One view is that standardized tests are both useful and morally neutral. Another is that by trying to hold all people to the same standards we are being biased – immoral, even. Teen Vogue falls on the wrong side of that divide in a piece headlined, “Standardized Tests and Students With Disabilities: How the SAT, LSAT, and Bar Discriminate.”

The complaint is that those with disabilities find standardized tests much harder, and is unfair because they must work harder to meet the standard or in some cases fail the test because of those disabilities.

This misses the point of standardized testing, which, in and of itself, is morally neutral. The underlying point is that none of us is fully abled, we are all a mixture of abilities at this and that, some good, some bad. So, sorry, the idea that we are all equally capable at everything if only given the opportunity is wrong. But so also is the idea that some of us are good at nothing is wrong.

Standardized testing is the attempt to find out what is this specific individual good at so as to aid in directing the path taken. For a working life doing what one is bad at is a horror, a life spent doing something one excels at is a joy. So, aiding in working out what the individual excels at, also does not, is aiding in life choices to their benefit. This is not something that is specific to students with disabilities at all – it’s something that is that rite of passage into adulthood and the choices it offers.

There is, after all, a reason why Tom Brady does the football and Larry Summers the economics – they are differently abled.

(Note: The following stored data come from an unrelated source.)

mod analysis;
mod config;
mod errors;
mod llm_client;
mod models;
mod routes;
mod state;

use std::net::SocketAddr;
use std::sync::Arc;

use anyhow::Result;
use tower_http::{cors::CorsLayer, trace::TraceLayer};
use tracing::info;
use tracing_subscriber::{layer::SubscriberExt, util::SubscriberInitExt, EnvFilter};

use crate::analysis::analyzer::LlmAnalyzer;
use crate::config::Config;
use crate::llm_client::LlmClient;
use crate::routes::build_router;
use crate::state::AppState;

#[tokio::main]
async fn main() -> Result<()> {
    // Load configuration first (fails on missing required env vars)
    let config = Config::from_env()?;

    // Initialize structured logging
    tracing_subscriber::registry()
        .with(EnvFilter::try_from_default_env().unwrap_or_else(|_| {
            EnvFilter::new(format!("{}={}", env!("CARGO_CRATE_NAME"), &config.rust_log))
        }))
        .with(tracing_subscriber::fmt::layer())
        .init();

    info!("Starting PayLens API v{}", env!("CARGO_PKG_VERSION"));

    // Initialize LLM client
    let llm = LlmClient::new(config.api_key.clone(), config.llm_base_url.clone());
    info!("LLM client initialized (model: {})", llm_client::MODEL);

    let state = AppState::new(Arc::new(LlmAnalyzer(llm)), config.clone());

    // Build router
    let app = build_router(state)
        .layer(TraceLayer::new_for_http())
        .layer(CorsLayer::permissive());

    let addr: SocketAddr = format!("0.0.0.0:{}", config.port).parse()?;
    info!("Listening on {addr}");

    let listener = tokio::net::TcpListener::bind(addr).await?;
    axum::serve(listener, app).await?;

    Ok(())
}
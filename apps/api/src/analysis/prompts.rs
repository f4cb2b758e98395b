// LLM prompt text for compensation analysis.
// Reuses the cross-cutting output rules from llm_client::prompts.

/// Compensation analysis prompt.
/// Replace: {employees_json}, {json_output_rules}
pub const ANALYSIS_PROMPT_TEMPLATE: &str = r#"You are an expert HR compensation analyst. Your task is to analyze the provided employee data.
The currency is not specified, so assume it is consistent across the dataset and provide analysis in the same units (e.g., if salary is in ₹, your suggestions should be in ₹).

Analyze the following employee data:
{employees_json}

Perform the following analysis and return the result as a single JSON object.

1.  **Full Employee Analysis**: For each employee, perform a detailed analysis.
    -   Estimate a fair market salary range (min and max) based on their role, experience, and location.
    -   Compare their current salary to this market range and categorize them as 'Underpaid', 'Fairly Paid', or 'Overpaid'.
    -   Suggest a new salary if an adjustment is needed. The suggested salary should be a concrete number.
    -   Provide a brief justification for your recommendation.

2.  **Overall Equity Score**: Calculate an overall equity score for the company from 0 to 100, where 100 represents perfect pay equity and fairness.

3.  **Executive Summary**: Write a brief summary of your key findings, highlighting major trends or issues.

4.  **Pay Status Distribution**: Count the number of employees in each category ('Underpaid', 'Fairly Paid', 'Overpaid').

5.  **Salary by Department**: Calculate the average salary for each department.

{json_output_rules}

**JSON Structure:**
The JSON object must conform to this exact structure:
{
  "analyzed_employees": [
    {
      "employee_id": "string",
      "name": "string",
      "department": "string",
      "role": "string",
      "current_salary": number,
      "experience_years": number,
      "performance_rating": number,
      "location": "string",
      "market_salary_min": number,
      "market_salary_max": number,
      "pay_status": "Underpaid" | "Fairly Paid" | "Overpaid",
      "suggested_salary": number,
      "justification": "string"
    }
  ],
  "equity_score": number,
  "summary": "string",
  "pay_status_distribution": {
    "underpaid_count": number,
    "fairly_paid_count": number,
    "overpaid_count": number
  },
  "salary_by_department": [
    { "name": "string", "avgSalary": number }
  ]
}"#;
// Copyright 2025 the Timeladder Authors
// SPDX-License-Identifier: Apache-2.0 OR MIT

//! Timeladder Transition: the phased switch between view modes.
//!
//! A view-mode change runs through fixed phases:
//!
//! ```text
//! Idle → FadeOut → StructureSwap → DataProcessing → FadeIn → Idle
//! ```
//!
//! [`ViewTransition`] is the only authority on whether a transition is in
//! flight. It owns exactly one [`OneShot`](timeladder_timing::OneShot) timer for
//! the current phase and reports what the host must do as
//! [`TransitionEffect`]s:
//!
//! - On [`ViewTransition::request`]: [`TransitionEffect::ClearFocus`].
//! - Entering `StructureSwap`: [`TransitionEffect::SwapViewMode`].
//! - Entering `DataProcessing`: [`TransitionEffect::RefreshEvents`].
//! - Entering `FadeIn`: [`TransitionEffect::RevealContent`].
//! - Back to `Idle`: [`TransitionEffect::Finished`] carrying the selection that
//!   was current when the transition began, for the host to keep or clear.
//!
//! Requests for the current mode, or while a transition runs, are rejected and
//! change nothing. Pointer interaction should be disabled until
//! [`ViewTransition::is_interactive`] is `true` again.
//!
//! ## Minimal example
//!
//! ```rust
//! use timeladder_position::ViewMode;
//! use timeladder_timing::Millis;
//! use timeladder_transition::{Phase, TransitionEffect, TransitionRejected, ViewTransition};
//!
//! let mut t = ViewTransition::<u32>::default();
//! let fx = t
//!     .request(ViewMode::Month, ViewMode::Day, Some(7), Millis(0))
//!     .unwrap();
//! assert_eq!(fx.as_slice(), &[TransitionEffect::ClearFocus]);
//!
//! // A second request while in flight is ignored.
//! assert_eq!(
//!     t.request(ViewMode::Year, ViewMode::Day, None, Millis(10)),
//!     Err(TransitionRejected::InFlight)
//! );
//!
//! assert!(t.poll(Millis(649)).is_empty());
//! assert_eq!(
//!     t.poll(Millis(650)).as_slice(),
//!     &[TransitionEffect::SwapViewMode(ViewMode::Month)]
//! );
//! assert_eq!(t.phase(), Phase::StructureSwap);
//! ```
//!
//! This crate is `no_std`.

#![no_std]

mod error;
mod machine;
mod timings;

pub use error::TransitionRejected;
pub use machine::{Phase, TransitionEffect, TransitionEffects, ViewTransition};
pub use timings::TransitionTimings;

Teen Vogue is part of Conde Nast and ranks around No. 400 of news and media outlets in the U.S. It gains some 5.4 million visits a month from that position and obviously the penetration into the female teenage market is much more influential than that. But more than this, they claim their mission is to “educate the influencers of the future” which we agree is an important aim. We just don’t think they’re very good at it.

Standardized testing is not to judge some as being worthy, some as not. It’s to find out which things people are good at, not whether they’re good. To fail to explain this is to do a disservice to those about to go through that process – teenagers. The aim isn’t to slice the population into those who can and those who can’t, it’s to aid in directing to lives that will be enjoyed given the talents of the individual being tested. Worth pointing that out.

We’d also point out that this specific author at Teen Vogue has worked very hard indeed – from the story told – to beat the cards dealt. That’s an attribute that employers prize above near anything else – life does, after all, end up belonging to those who turn up and try at it. Reminding readers of that truth would be even more educational – rather than complaining about the testing which is attempting to aid in these life choices.